A few year back, Edible Chicago (one of my favorite foodie magazines) had a recipe for oven dried tomatoes. They recommended using a meaty tomato, such as the Roma variety. The method was simple: cut the tomatoes in quarters, toss with olive oil, salt and herbs, then roast in a low oven until they resemble a sun-dried tomato.
That year, we had only planted cherry and pear tomatoes, but I was pretty sure the recipe would work for them as well. When our plants started to produce more than we could possibly eat, I halved the small tomatoes and cooked them in a 200 degree oven for about 5 hours. The resulting oven-dried tomatoes were sweet and delicious.
Once dried, the tomatoes can be kept in the refrigerator for about a week or covered with a bit of extra virgin olive oil and frozen. When this year's beautiful plants (purchased at Chicago's Green City Market) produced a bumper crop of pear and yellow grape tomatoes, I remembered that recipe and dried two sheet pans of tomatoes in my oven.

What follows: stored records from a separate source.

use axum::Router;
use axum::extract::DefaultBodyLimit;
use std::sync::Arc;
use tokio::net::TcpListener;
use tower_http::classify::ServerErrorsFailureClass;
use tower_http::cors::{Any, CorsLayer};
use tower_http::trace::TraceLayer;
use tracing::info;

use crate::config::ServerConfig;
use crate::presentation::http::{
    handlers::{DocumentHandler, HealthHandler, QueryHandler},
    routes::{document_routes, health_routes, query_routes},
};

/// Room for multipart boundaries and the `chunk_mode` field on top of the
/// file itself.
const MULTIPART_OVERHEAD_BYTES: usize = 64 * 1024;

pub struct HttpServer {
    document_handler: Arc<DocumentHandler>,
    query_handler: Arc<QueryHandler>,
    health_handler: Arc<HealthHandler>,
    config: ServerConfig,
}

impl HttpServer {
    pub fn new(
        document_handler: Arc<DocumentHandler>,
        query_handler: Arc<QueryHandler>,
        health_handler: Arc<HealthHandler>,
        config: ServerConfig,
    ) -> Self {
        Self {
            document_handler,
            query_handler,
            health_handler,
            config,
        }
    }

    pub fn router(&self) -> Router {
        let cors = CorsLayer::new()
            .allow_origin(Any)
            .allow_methods(Any)
            .allow_headers(Any);

        Router::new()
            .merge(health_routes(self.health_handler.clone()))
            .merge(document_routes(self.document_handler.clone()))
            .merge(query_routes(self.query_handler.clone()))
            .layer(cors)
            // Enforced while the multipart stream is read, so the upload
            // handler can answer with FILE_TOO_LARGE.
            .layer(DefaultBodyLimit::max(
                self.config.max_upload_bytes + MULTIPART_OVERHEAD_BYTES,
            ))
            .layer(
                TraceLayer::new_for_http()
                    .on_request(
                        |request: &axum::http::Request<axum::body::Body>, _span: &tracing::Span| {
                            tracing::info!(
                                "Received request: {} {}",
                                request.method(),
                                request.uri()
                            );
                        },
                    )
                    .on_response(
                        |response: &axum::http::Response<axum::body::Body>,
                         latency: std::time::Duration,
                         _span: &tracing::Span| {
                            tracing::info!(
                                "Response: {} (took {} ms)",
                                response.status(),
                                latency.as_millis()
                            );
                        },
                    )
                    .on_failure(
                        |error: ServerErrorsFailureClass,
                         latency: std::time::Duration,
                         _span: &tracing::Span| {
                            tracing::error!(
                                "Request failed: {:?} (took {} ms)",
                                error,
                                latency.as_millis()
                            );
                        },
                    ),
            )
    }

    pub async fn run(self) -> Result<(), Box<dyn std::error::Error>> {
        let app = self.router();
        let addr = self.config.bind_address();

        let listener = TcpListener::bind(&addr).await?;
        info!("Listening on {}", addr);
        axum::serve(listener, app).await?;

        Ok(())
    }
}
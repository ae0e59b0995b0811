use serde::{Deserialize, Serialize};
use std::path::Path;

/// File formats the document processor knows how to extract.
#[derive(Debug, Clone, Copy, PartialEq, Eq, Hash, Serialize, Deserialize)]
#[serde(rename_all = "lowercase")]
pub enum DocumentType {
    Pdf,
    Txt,
}

impl DocumentType {
    /// Detects the type from a filename extension, case-insensitively.
    pub fn from_file_name(file_name: &str) -> Option<Self> {
        let extension = Path::new(file_name).extension()?.to_str()?;
        Self::parse(extension)
    }

    pub fn parse(value: &str) -> Option<Self> {
        match value.trim().trim_start_matches('.').to_ascii_lowercase().as_str() {
            "pdf" => Some(DocumentType::Pdf),
            "txt" => Some(DocumentType::Txt),
            _ => None,
        }
    }

    pub fn as_str(&self) -> &'static str {
        match self {
            DocumentType::Pdf => "pdf",
            DocumentType::Txt => "txt",
        }
    }

    pub fn extension(&self) -> &'static str {
        self.as_str()
    }

    pub fn mime_type(&self) -> &'static str {
        match self {
            DocumentType::Pdf => "application/pdf",
            DocumentType::Txt => "text/plain",
        }
    }
}

impl std::fmt::Display for DocumentType {
    fn fmt(&self, f: &mut std::fmt::Formatter<'_>) -> std::fmt::Result {
        f.write_str(self.as_str())
    }
}

#[cfg(test)]
mod tests {
    use super::*;

    #[test]
    fn test_detects_from_extension() {
        assert_eq!(DocumentType::from_file_name("report.pdf"), Some(DocumentType::Pdf));
        assert_eq!(DocumentType::from_file_name("NOTES.TXT"), Some(DocumentType::Txt));
        assert_eq!(DocumentType::from_file_name("archive.tar.pdf"), Some(DocumentType::Pdf));
    }

    #[test]
    fn test_rejects_unknown_extensions() {
        assert_eq!(DocumentType::from_file_name("slides.pptx"), None);
        assert_eq!(DocumentType::from_file_name("README"), None);
        assert_eq!(DocumentType::from_file_name(".pdf"), None);
    }

    #[test]
    fn test_serializes_lowercase() {
        let json = serde_json::to_string(&DocumentType::Pdf).unwrap();
        assert_eq!(json, "\"pdf\"");
    }
}
use axum::{
    Json,
    extract::{Multipart, Path, Query, State, multipart::MultipartError},
    http::{HeaderMap, StatusCode, header},
    response::IntoResponse,
};
use std::sync::Arc;

use crate::application::errors::RagError;
use crate::application::use_cases::{
    DeleteDocumentUseCase, GetDocumentUseCase, ListDocumentsUseCase, UploadDocumentUseCase,
    list_documents::ListDocumentsRequest, upload_document::UploadDocumentRequest,
};
use crate::presentation::http::dto::{
    ApiResponse, ChunkResponseDto, DeleteResponseDto, DocumentChunksResponseDto,
    DocumentListResponseDto, DocumentResponseDto, PaginationDto, PaginationMetaDto,
    UploadResponseDto, bad_request, error_response,
};
use super::parse_document_id;

pub struct DocumentHandler {
    upload_use_case: Arc<UploadDocumentUseCase>,
    list_documents_use_case: Arc<ListDocumentsUseCase>,
    get_document_use_case: Arc<GetDocumentUseCase>,
    delete_document_use_case: Arc<DeleteDocumentUseCase>,
    max_upload_bytes: usize,
}

impl DocumentHandler {
    pub fn new(
        upload_use_case: Arc<UploadDocumentUseCase>,
        list_documents_use_case: Arc<ListDocumentsUseCase>,
        get_document_use_case: Arc<GetDocumentUseCase>,
        delete_document_use_case: Arc<DeleteDocumentUseCase>,
        max_upload_bytes: usize,
    ) -> Self {
        Self {
            upload_use_case,
            list_documents_use_case,
            get_document_use_case,
            delete_document_use_case,
            max_upload_bytes,
        }
    }

    /// The body limit tripped while reading a part. The declared length is
    /// reported when the client sent one.
    fn multipart_failure(
        &self,
        headers: &HeaderMap,
        error: MultipartError,
    ) -> (StatusCode, Json<ApiResponse<UploadResponseDto>>) {
        if error.status() != StatusCode::PAYLOAD_TOO_LARGE {
            return bad_request("INVALID_MULTIPART", error.body_text());
        }

        let size = headers
            .get(header::CONTENT_LENGTH)
            .and_then(|value| value.to_str().ok())
            .and_then(|value| value.parse::<usize>().ok())
            .unwrap_or(self.max_upload_bytes + 1);

        error_response(RagError::FileTooLarge {
            size,
            limit: self.max_upload_bytes,
        })
    }

    /// Multipart upload: a `file` part and an optional `chunk_mode` text part,
    /// in either order.
    pub async fn upload_document(
        State(handler): State<Arc<DocumentHandler>>,
        headers: HeaderMap,
        mut multipart: Multipart,
    ) -> Result<impl IntoResponse, StatusCode> {
        let mut file: Option<(String, Vec<u8>)> = None;
        let mut chunk_mode: Option<String> = None;

        loop {
            let field = match multipart.next_field().await {
                Ok(Some(field)) => field,
                Ok(None) => break,
                Err(e) => return Ok(handler.multipart_failure(&headers, e)),
            };

            match field.name() {
                Some("file") => {
                    let file_name = field.file_name().unwrap_or_default().to_string();
                    let data = match field.bytes().await {
                        Ok(bytes) => bytes.to_vec(),
                        Err(e) => return Ok(handler.multipart_failure(&headers, e)),
                    };
                    file = Some((file_name, data));
                }
                Some("chunk_mode") => match field.text().await {
                    Ok(text) => chunk_mode = Some(text),
                    Err(e) => return Ok(handler.multipart_failure(&headers, e)),
                },
                _ => {}
            }
        }

        let Some((file_name, data)) = file else {
            return Ok(bad_request(
                "NO_FILE_PROVIDED",
                "No file provided in the request".to_string(),
            ));
        };

        let request = UploadDocumentRequest {
            file_name,
            data,
            chunk_mode,
        };

        match handler.upload_use_case.execute(request).await {
            Ok(response) => Ok((
                StatusCode::CREATED,
                Json(ApiResponse::success(UploadResponseDto::from(response))),
            )),
            Err(e) => Ok(error_response(e)),
        }
    }

    pub async fn list_documents(
        State(handler): State<Arc<DocumentHandler>>,
        Query(pagination): Query<PaginationDto>,
    ) -> Result<impl IntoResponse, StatusCode> {
        let request = ListDocumentsRequest {
            skip: pagination.skip,
            limit: pagination.limit,
        };

        match handler.list_documents_use_case.execute(request).await {
            Ok(response) => {
                let dto = DocumentListResponseDto {
                    documents: response
                        .documents
                        .into_iter()
                        .map(DocumentResponseDto::from)
                        .collect(),
                    meta: PaginationMetaDto {
                        offset: response.skip,
                        limit: response.limit,
                        total: response.total_count,
                    },
                };

                Ok((StatusCode::OK, Json(ApiResponse::success(dto))))
            }
            Err(e) => Ok(error_response(e)),
        }
    }

    pub async fn get_document(
        State(handler): State<Arc<DocumentHandler>>,
        Path(document_id): Path<String>,
    ) -> Result<impl IntoResponse, StatusCode> {
        let result = match parse_document_id(&document_id) {
            Ok(id) => handler.get_document_use_case.execute(id).await,
            Err(e) => Err(e),
        };

        match result {
            Ok(document) => Ok((
                StatusCode::OK,
                Json(ApiResponse::success(DocumentResponseDto::from(document))),
            )),
            Err(e) => Ok(error_response(e)),
        }
    }

    pub async fn get_document_chunks(
        State(handler): State<Arc<DocumentHandler>>,
        Path(document_id): Path<String>,
    ) -> Result<impl IntoResponse, StatusCode> {
        let result = match parse_document_id(&document_id) {
            Ok(id) => handler.get_document_use_case.chunks(id).await,
            Err(e) => Err(e),
        };

        match result {
            Ok((document, chunks)) => {
                let dto = DocumentChunksResponseDto {
                    document: DocumentResponseDto::from(document),
                    chunks: chunks.into_iter().map(ChunkResponseDto::from).collect(),
                };
                Ok((StatusCode::OK, Json(ApiResponse::success(dto))))
            }
            Err(e) => Ok(error_response(e)),
        }
    }

    pub async fn delete_document(
        State(handler): State<Arc<DocumentHandler>>,
        Path(document_id): Path<String>,
    ) -> Result<impl IntoResponse, StatusCode> {
        let result = match parse_document_id(&document_id) {
            Ok(id) => handler.delete_document_use_case.execute(id).await,
            Err(e) => Err(e),
        };

        match result {
            Ok(outcome) => Ok((
                StatusCode::OK,
                Json(ApiResponse::success(DeleteResponseDto::from(outcome))),
            )),
            Err(e) => Ok(error_response(e)),
        }
    }
}
//! Deterministic stand-ins for the network-backed ports.

use std::collections::hash_map::DefaultHasher;
use std::hash::{Hash, Hasher};
use std::sync::Mutex;
use std::sync::atomic::{AtomicUsize, Ordering};

use async_trait::async_trait;
use pgvector::Vector;

use crate::application::ports::embedding_provider::{
    BatchEmbeddingRequest, BatchEmbeddingResponse, EmbeddingProvider, EmbeddingProviderError,
    EmbeddingRequest, EmbeddingResponse,
};
use crate::application::ports::inference_client::{
    GenerationResponse, InferenceClient, InferenceError,
};

/// Bag-of-words vectors: each lowercase word bumps one hashed bucket, so
/// texts sharing words score close together.
pub struct HashingEmbeddingProvider {
    dimension: usize,
    pub batch_calls: AtomicUsize,
}

impl HashingEmbeddingProvider {
    pub fn new(dimension: usize) -> Self {
        Self {
            dimension,
            batch_calls: AtomicUsize::new(0),
        }
    }

    pub fn vector_for(&self, text: &str) -> Vector {
        let mut buckets = vec![0.0f32; self.dimension];
        for word in text
            .split(|c: char| !c.is_alphanumeric())
            .filter(|w| !w.is_empty())
        {
            let mut hasher = DefaultHasher::new();
            word.to_lowercase().hash(&mut hasher);
            buckets[(hasher.finish() % self.dimension as u64) as usize] += 1.0;
        }
        Vector::from(buckets)
    }
}

#[async_trait]
impl EmbeddingProvider for HashingEmbeddingProvider {
    async fn generate_embedding(
        &self,
        request: EmbeddingRequest,
    ) -> Result<EmbeddingResponse, EmbeddingProviderError> {
        Ok(EmbeddingResponse {
            embedding: self.vector_for(&request.text),
            model_name: "hashing".to_string(),
        })
    }

    async fn generate_embeddings(
        &self,
        request: BatchEmbeddingRequest,
    ) -> Result<BatchEmbeddingResponse, EmbeddingProviderError> {
        self.batch_calls.fetch_add(1, Ordering::SeqCst);
        Ok(BatchEmbeddingResponse {
            embeddings: request.texts.iter().map(|t| self.vector_for(t)).collect(),
            model_name: "hashing".to_string(),
        })
    }

    async fn health_check(&self) -> Result<bool, EmbeddingProviderError> {
        Ok(true)
    }

    fn model_name(&self) -> &str {
        "hashing"
    }

    fn embedding_dimension(&self) -> usize {
        self.dimension
    }
}

/// Always fails, or returns vectors of the wrong size when `wrong_dimension`
/// is set.
pub struct BrokenEmbeddingProvider {
    pub wrong_dimension: bool,
}

#[async_trait]
impl EmbeddingProvider for BrokenEmbeddingProvider {
    async fn generate_embedding(
        &self,
        _request: EmbeddingRequest,
    ) -> Result<EmbeddingResponse, EmbeddingProviderError> {
        Err(EmbeddingProviderError::ServiceUnavailable("down".to_string()))
    }

    async fn generate_embeddings(
        &self,
        request: BatchEmbeddingRequest,
    ) -> Result<BatchEmbeddingResponse, EmbeddingProviderError> {
        if self.wrong_dimension {
            return Ok(BatchEmbeddingResponse {
                embeddings: request.texts.iter().map(|_| Vector::from(vec![1.0; 3])).collect(),
                model_name: "broken".to_string(),
            });
        }
        Err(EmbeddingProviderError::ServiceUnavailable("down".to_string()))
    }

    async fn health_check(&self) -> Result<bool, EmbeddingProviderError> {
        Ok(false)
    }

    fn model_name(&self) -> &str {
        "broken"
    }

    fn embedding_dimension(&self) -> usize {
        8
    }
}

/// Replies with a fixed answer and remembers every prompt it was sent.
pub struct ScriptedInferenceClient {
    answer: String,
    pub prompts: Mutex<Vec<String>>,
}

impl ScriptedInferenceClient {
    pub fn new(answer: &str) -> Self {
        Self {
            answer: answer.to_string(),
            prompts: Mutex::new(Vec::new()),
        }
    }

    pub fn calls(&self) -> usize {
        self.prompts.lock().unwrap().len()
    }

    pub fn last_prompt(&self) -> Option<String> {
        self.prompts.lock().unwrap().last().cloned()
    }
}

#[async_trait]
impl InferenceClient for ScriptedInferenceClient {
    async fn generate(&self, prompt: &str) -> Result<GenerationResponse, InferenceError> {
        self.prompts.lock().unwrap().push(prompt.to_string());
        Ok(GenerationResponse {
            text: self.answer.clone(),
            model: "scripted".to_string(),
            total_duration_ms: None,
        })
    }

    fn model_name(&self) -> &str {
        "scripted"
    }
}

/// Counts attempts and always reports the service as unreachable.
#[derive(Default)]
pub struct UnreachableInferenceClient {
    pub attempts: AtomicUsize,
}

#[async_trait]
impl InferenceClient for UnreachableInferenceClient {
    async fn generate(&self, _prompt: &str) -> Result<GenerationResponse, InferenceError> {
        self.attempts.fetch_add(1, Ordering::SeqCst);
        Err(InferenceError::Unreachable("connection refused".to_string()))
    }

    fn model_name(&self) -> &str {
        "unreachable"
    }
}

Yesterday afternoon, I could not stop snacking on these delicious little treats. I used about half of them to make a Tomato and Goat Cheese Galette for a kindergarten mom cocktail party. The rest will be a lovely addition to a frittata or a simple salad. Try this simple recipe as an easy way to create something unexpected from your garden's bounty.
Oven Dried Tomatoes
- Grape, cherry, pear or other small tomatoes
- Extra virgin olive oil
- Sea salt
Preheat oven to 200.
Rinse and dry tomatoes. Halve. Drizzle with olive oil and toss to coat lightly (a tablespoon or two should do it). Sprinkle with salt and toss again. I added 1/2 teaspoon of salt for about 8 cups of tomatoes. If you are using the tomatoes in a recipe, you can add more salt and adjust your seasonings at that time.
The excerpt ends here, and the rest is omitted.